2.16.2006
..ache
Today has been strange. It feels as though I have been on the edge of something that feels like tears but is not. The only way that it even begins to make sense to me is to call it a divine ache. I know that there is something profoundly wrong with me, I realize it about every twenty minutes of my existence but most of the time it is not as tangible as it was today. Tuesday I found myself lost in the love of Christ and what he had done for me and just hung out with him all day. But today was different, he was still there but we didn't talk as much and I saw the filth and unbandaged holes in my life more clearly. There is an ache in my soul and I can feel it physically that needs God. I need him to complete me and I am nothing without him. I can not live without him. I crapped out on my reading today and I felt it, yesterday wasn't much better either and my life felt empty then too. I find myself deeply troubled at the things in the world that are not how they should be and I think that the reason that it so greatly pains me to see them is because they are so evident in my own life.
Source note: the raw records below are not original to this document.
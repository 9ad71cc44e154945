//! Projection lookups: find the values a hierarchy of per-directory
//! registries declares for a file.
//!
//! A registry (a *projection*) maps glob-like patterns to properties. Property
//! values are templates whose `{...}` placeholders expand from the text the
//! pattern captured, which is how a registry derives the path of a related
//! file, a test, a header, or any other naming convention.
//!
//! # Overview
//!
//! - [`pattern`] - pattern normalization, compilation and matching
//! - [`specificity`] - ordering of patterns and roots, most specific first
//! - [`placeholder`] - `{...}` expansion through [`transforms`]
//! - [`query`] - the staged lookup pipeline
//!
//! # Example
//!
//! ```
//! use projectionist::{props, query_file, Projection, Projections};
//!
//! let projections = Projections::new().with(
//!     "/work/app",
//!     Projection::new()
//!         .with("src/*.rs", props([("alternate", "tests/{}_test.rs")]))
//!         .with("tests/*_test.rs", props([("alternate", "src/{}.rs")])),
//! );
//!
//! let alternates = query_file("alternate", "/work/app/src/net/codec.rs", &projections)?;
//! assert_eq!(alternates, vec!["/work/app/tests/net/codec_test.rs"]);
//! # Ok::<(), projectionist::ProjectionError>(())
//! ```

pub mod error;
pub mod paths;
pub mod pattern;
pub mod placeholder;
pub mod query;
pub mod specificity;
pub mod transforms;
mod types;

pub use error::{PlaceholderError, ProjectionError, Result};
pub use pattern::{matches, normalize, CompiledPattern};
pub use placeholder::{expand_all, expand_one};
pub use query::{query, query_file, query_file_rec, query_raw, query_scalar};
pub use types::{props, Projection, Projections, Props, QueryContext, RawResult};
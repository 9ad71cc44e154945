//! Registry discovery by walking up the directory tree.

use crate::config::RegistryConfig;
use crate::error::{DirectoryError, Result};
use std::fs;
use std::path::{Path, PathBuf};
use tracing::{debug, trace};

/// Find every registry file that applies to `start`, nearest first.
///
/// A relative `start` is resolved against the current directory. When
/// `start` is a file, the walk begins at its parent directory. Every directory
/// up to the filesystem root that contains `C::FILE_NAME` contributes the
/// path of that file.
///
/// # Errors
///
/// Returns `StartPath` when `start` does not exist, and `Io` when the current
/// directory is needed but unavailable.
pub fn detect<C: RegistryConfig>(start: &Path) -> Result<Vec<PathBuf>> {
    let start = absolute(start)?;
    let metadata = fs::metadata(&start).map_err(|source| DirectoryError::StartPath {
        path: start.clone(),
        source,
    })?;
    let first_dir = if metadata.is_dir() {
        start.as_path()
    } else {
        start.parent().unwrap_or(start.as_path())
    };

    let mut registries = Vec::new();
    for dir in first_dir.ancestors() {
        let candidate = dir.join(C::FILE_NAME);
        if candidate.is_file() {
            trace!("Found registry: {}", candidate.display());
            registries.push(candidate);
        }
    }

    debug!(
        "Discovered {} {} registries from {}",
        registries.len(),
        C::FILE_NAME,
        start.display()
    );
    Ok(registries)
}

/// Resolve `path` against the current directory when it is relative.
pub(crate) fn absolute(path: &Path) -> Result<PathBuf> {
    if path.is_absolute() {
        return Ok(path.to_path_buf());
    }
    let cwd = std::env::current_dir()?;
    if path.as_os_str().is_empty() {
        Ok(cwd)
    } else {
        Ok(cwd.join(path))
    }
}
I not only feel pain for the broken things of this world and others but also an intense ache because they are so perfectly exemplified in my life. I don't really know what I need to do next. I need to love God and through that my life will fall into order. I need to seek [first] the kingdom of God then everything else I know that I need to do will fall into place. I kind of just want to cry right now and I can't even express why. I am not sad, but there is just an ache because I am so broken...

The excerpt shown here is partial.